Other evfemizmy (euphemisms), though, are actually used for noble reasons -- to be polite or not hurt someone's feelings. One advertisement for a treatment for baldness claims to be beneficial dlya lyudei, kotorykh pokinuli volosy (for people who have been abandoned by their hair). The polite way of saying that someone was fired is to use the verb otstranit' (to discharge someone) instead of uvolit' (to fire).

A polite way of saying that someone is stupid is to merely point out that he is nepronitsayemy dlya opyta (opaque to experience). To the clever speaker, a drunk is not a drunk, but a poklonnik Vakkha (an adherent of Bacchus). If you think that someone is lying, but you don't want to say so directly, you can merely accuse him of otkloneniye ot istiny (deviation from the truth).

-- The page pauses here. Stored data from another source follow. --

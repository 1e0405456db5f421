use std::env;
use std::path::PathBuf;

use chrono_tz::Tz;
use thiserror::Error;

use crate::models::StreamUrlMode;

/// Configuration problems detected at startup
#[derive(Debug, Error)]
pub enum ConfigError {
    #[error("missing required setting {0}")]
    Missing(&'static str),
    #[error("invalid value for {key}: {value}")]
    Invalid { key: &'static str, value: String },
}

/// Application configuration loaded from environment variables
#[derive(Debug, Clone)]
pub struct Config {
    // Server
    pub port: u16,

    // Account
    pub username: String,
    pub password: String,

    // Storage
    pub data_dir: PathBuf,
    pub out_dir: PathBuf,

    // Guide fetching
    pub guide_days: u32,
    pub guide_window_hours: u32,
    pub guide_max_channels: usize,
    pub guide_min_ratio: f64,
    pub fetch_concurrency: usize,
    pub fetch_timeout_secs: u64,
    pub max_retries: u32,
    pub retry_backoff_ms: u64,
    pub playback_probe: bool,

    // Output
    pub stream_url_mode: StreamUrlMode,
    pub m3u_playable_only: bool,
    pub group_title: String,
    pub chno_start: u32,
    pub xmltv_timezone: String,
    pub xmltv_id_prefix: String,
    pub prismcast_host: Option<String>,
    pub prismcast_port: u16,

    // Scheduling
    pub refresh_hour: u32,
    pub refresh_minute: u32,
    pub timezone: String,
    pub initial_refresh_delay_secs: u64,
    pub refresh_timeout_secs: u64,
    pub history_limit: usize,

    // Session / browser
    pub session_max_age_hours: i64,
    pub session_expiry_skew_secs: i64,
    pub login_attempts: u32,
    pub login_timeout_secs: u64,
    pub browser_path: String,
    pub browser_headless: bool,
    pub user_agent: String,
}

fn var_or(key: &str, default: &str) -> String {
    env::var(key).unwrap_or_else(|_| default.to_string())
}

fn parse_or<T: std::str::FromStr>(key: &str, default: T) -> T {
    env::var(key)
        .ok()
        .and_then(|v| v.trim().parse().ok())
        .unwrap_or(default)
}

fn flag_or(key: &str, default: bool) -> bool {
    match env::var(key) {
        Ok(v) => matches!(
            v.trim().to_ascii_lowercase().as_str(),
            "1" | "true" | "yes" | "y" | "on"
        ),
        Err(_) => default,
    }
}

impl Config {
    /// Load configuration from environment variables with defaults
    pub fn from_env() -> Self {
        // DTV_EMAIL wins over DTV_USERNAME when both are set
        let username = env::var("DTV_EMAIL")
            .ok()
            .filter(|v| !v.trim().is_empty())
            .or_else(|| env::var("DTV_USERNAME").ok())
            .unwrap_or_default();

        Self {
            // Server
            port: parse_or("WEB_PORT", 8675),

            // Account
            username,
            password: var_or("DTV_PASSWORD", ""),

            // Storage
            data_dir: PathBuf::from(var_or("DATA_DIR", "data")),
            out_dir: PathBuf::from(var_or("OUT_DIR", "out")),

            // Guide fetching - smaller batches mean fewer per-channel fallbacks
            guide_days: parse_or("GUIDE_DAYS", 3),
            guide_window_hours: parse_or("GUIDE_WINDOW_HOURS", 6),
            guide_max_channels: parse_or("GUIDE_MAX_CHANNELS", 20),
            guide_min_ratio: parse_or("GUIDE_MIN_RATIO", 0.75),
            fetch_concurrency: parse_or("FETCH_CONCURRENCY", 4),
            fetch_timeout_secs: parse_or("FETCH_TIMEOUT_SECS", 30),
            max_retries: parse_or("MAX_RETRIES", 3),
            retry_backoff_ms: parse_or("RETRY_BACKOFF_MS", 1000),
            playback_probe: flag_or("PLAYBACK_PROBE", true),

            // Output
            stream_url_mode: var_or("STREAM_URL_MODE", "deeplink")
                .parse()
                .unwrap_or_default(),
            m3u_playable_only: flag_or("M3U_PLAYABLE_ONLY", false),
            group_title: var_or("GROUP_TITLE", "DirecTV Stream"),
            chno_start: parse_or("CHNO_START", 0),
            xmltv_timezone: var_or("XMLTV_TIMEZONE", "UTC"),
            xmltv_id_prefix: var_or("XMLTV_ID_PREFIX", "dtv-"),
            prismcast_host: env::var("PRISMCAST_HOST")
                .ok()
                .map(|h| h.trim().to_string())
                .filter(|h| !h.is_empty()),
            prismcast_port: parse_or("PRISMCAST_PORT", 5589),

            // Scheduling
            refresh_hour: parse_or("REFRESH_HOUR", 3),
            refresh_minute: parse_or("REFRESH_MINUTE", 0),
            timezone: var_or("TZ", "America/New_York"),
            initial_refresh_delay_secs: parse_or("INITIAL_REFRESH_DELAY_SECS", 120),
            refresh_timeout_secs: parse_or("REFRESH_TIMEOUT_SECS", 1800), // 30 minutes
            history_limit: parse_or("HISTORY_LIMIT", 50),

            // Session / browser
            session_max_age_hours: parse_or("SESSION_MAX_AGE_HOURS", 12),
            session_expiry_skew_secs: parse_or("SESSION_EXPIRY_SKEW_SECS", 300),
            login_attempts: parse_or("LOGIN_ATTEMPTS", 3),
            login_timeout_secs: parse_or("LOGIN_TIMEOUT_SECS", 60),
            browser_path: var_or("BROWSER_PATH", "chromium"),
            browser_headless: flag_or("BROWSER_HEADLESS", true),
            // DirecTV Stream only supports Chrome/Edge/Safari
            user_agent: var_or(
                "USER_AGENT",
                "Mozilla/5.0 (Windows NT 10.0; Win64; x64) AppleWebKit/537.36 \
                 (KHTML, like Gecko) Chrome/131.0.0.0 Safari/537.36",
            ),
        }
    }

    /// Reject configurations the pipeline cannot run with
    pub fn validate(&self) -> Result<(), ConfigError> {
        if self.username.trim().is_empty() {
            return Err(ConfigError::Missing("DTV_USERNAME"));
        }
        if self.password.is_empty() {
            return Err(ConfigError::Missing("DTV_PASSWORD"));
        }
        self.scheduler_tz()?;
        self.output_tz()?;

        if self.guide_days == 0 || self.guide_days > 14 {
            return Err(ConfigError::Invalid {
                key: "GUIDE_DAYS",
                value: self.guide_days.to_string(),
            });
        }
        if self.guide_window_hours == 0 {
            return Err(ConfigError::Invalid {
                key: "GUIDE_WINDOW_HOURS",
                value: self.guide_window_hours.to_string(),
            });
        }
        if self.guide_max_channels == 0 {
            return Err(ConfigError::Invalid {
                key: "GUIDE_MAX_CHANNELS",
                value: self.guide_max_channels.to_string(),
            });
        }
        if !(0.0..=1.0).contains(&self.guide_min_ratio) {
            return Err(ConfigError::Invalid {
                key: "GUIDE_MIN_RATIO",
                value: self.guide_min_ratio.to_string(),
            });
        }
        if self.fetch_concurrency == 0 {
            return Err(ConfigError::Invalid {
                key: "FETCH_CONCURRENCY",
                value: self.fetch_concurrency.to_string(),
            });
        }
        if self.refresh_hour > 23 || self.refresh_minute > 59 {
            return Err(ConfigError::Invalid {
                key: "REFRESH_HOUR/REFRESH_MINUTE",
                value: format!("{}:{}", self.refresh_hour, self.refresh_minute),
            });
        }
        if self.login_attempts == 0 {
            return Err(ConfigError::Invalid {
                key: "LOGIN_ATTEMPTS",
                value: self.login_attempts.to_string(),
            });
        }
        Ok(())
    }

    /// Zone the daily refresh is scheduled in
    pub fn scheduler_tz(&self) -> Result<Tz, ConfigError> {
        self.timezone.parse().map_err(|_| ConfigError::Invalid {
            key: "TZ",
            value: self.timezone.clone(),
        })
    }

    /// Zone XMLTV timestamps are rendered in
    pub fn output_tz(&self) -> Result<Tz, ConfigError> {
        self.xmltv_timezone.parse().map_err(|_| ConfigError::Invalid {
            key: "XMLTV_TIMEZONE",
            value: self.xmltv_timezone.clone(),
        })
    }

    /// Where the session artifact is persisted
    pub fn session_path(&self) -> PathBuf {
        self.data_dir.join("session.json")
    }

    /// Chromium profile kept between logins
    pub fn browser_profile_dir(&self) -> PathBuf {
        self.data_dir.join("browser-profile")
    }

    pub fn history_path(&self) -> PathBuf {
        self.data_dir.join("refresh_history.ndjson")
    }
}

impl Default for Config {
    fn default() -> Self {
        Self::from_env()
    }
}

If you listen carefully, you can hear linguistic clues that tell you that you are dealing with euphemisms. People tend to couch them among expressions like myagko govorya (mildly speaking) or tak nazyvayemy (so-called). For instance, you can determine someone's political outlook when you hear him talk about the tak nazyvayemaya stabilizatsiya ekonomiki (the so-called stabilization of the economy).

The criminal sphere is also a breeding ground for euphemisms. For criminals, the protection racket is a krysha (roof), and gaps in Russia's legislative code are nishi (niches). Government officials often prefer to speak of netselevoye ispol'zovaniye deneg (the wrongful use of money) instead of korruptsiya (corruption).

Finally, one often encounters euphemisms around the subject of death, since no one likes talking about that. One recent newspaper article stated, for instance, that pilotu katapul'tirovat'sya ne udalos' (the pilot was not able to eject), instead of saying that he died. Another quoted a doctor as saying that a man poluchil raneniye, nesovmestimoye s zhizn'yu (had received wounds that were incompatible with life). Needless to say, he died too.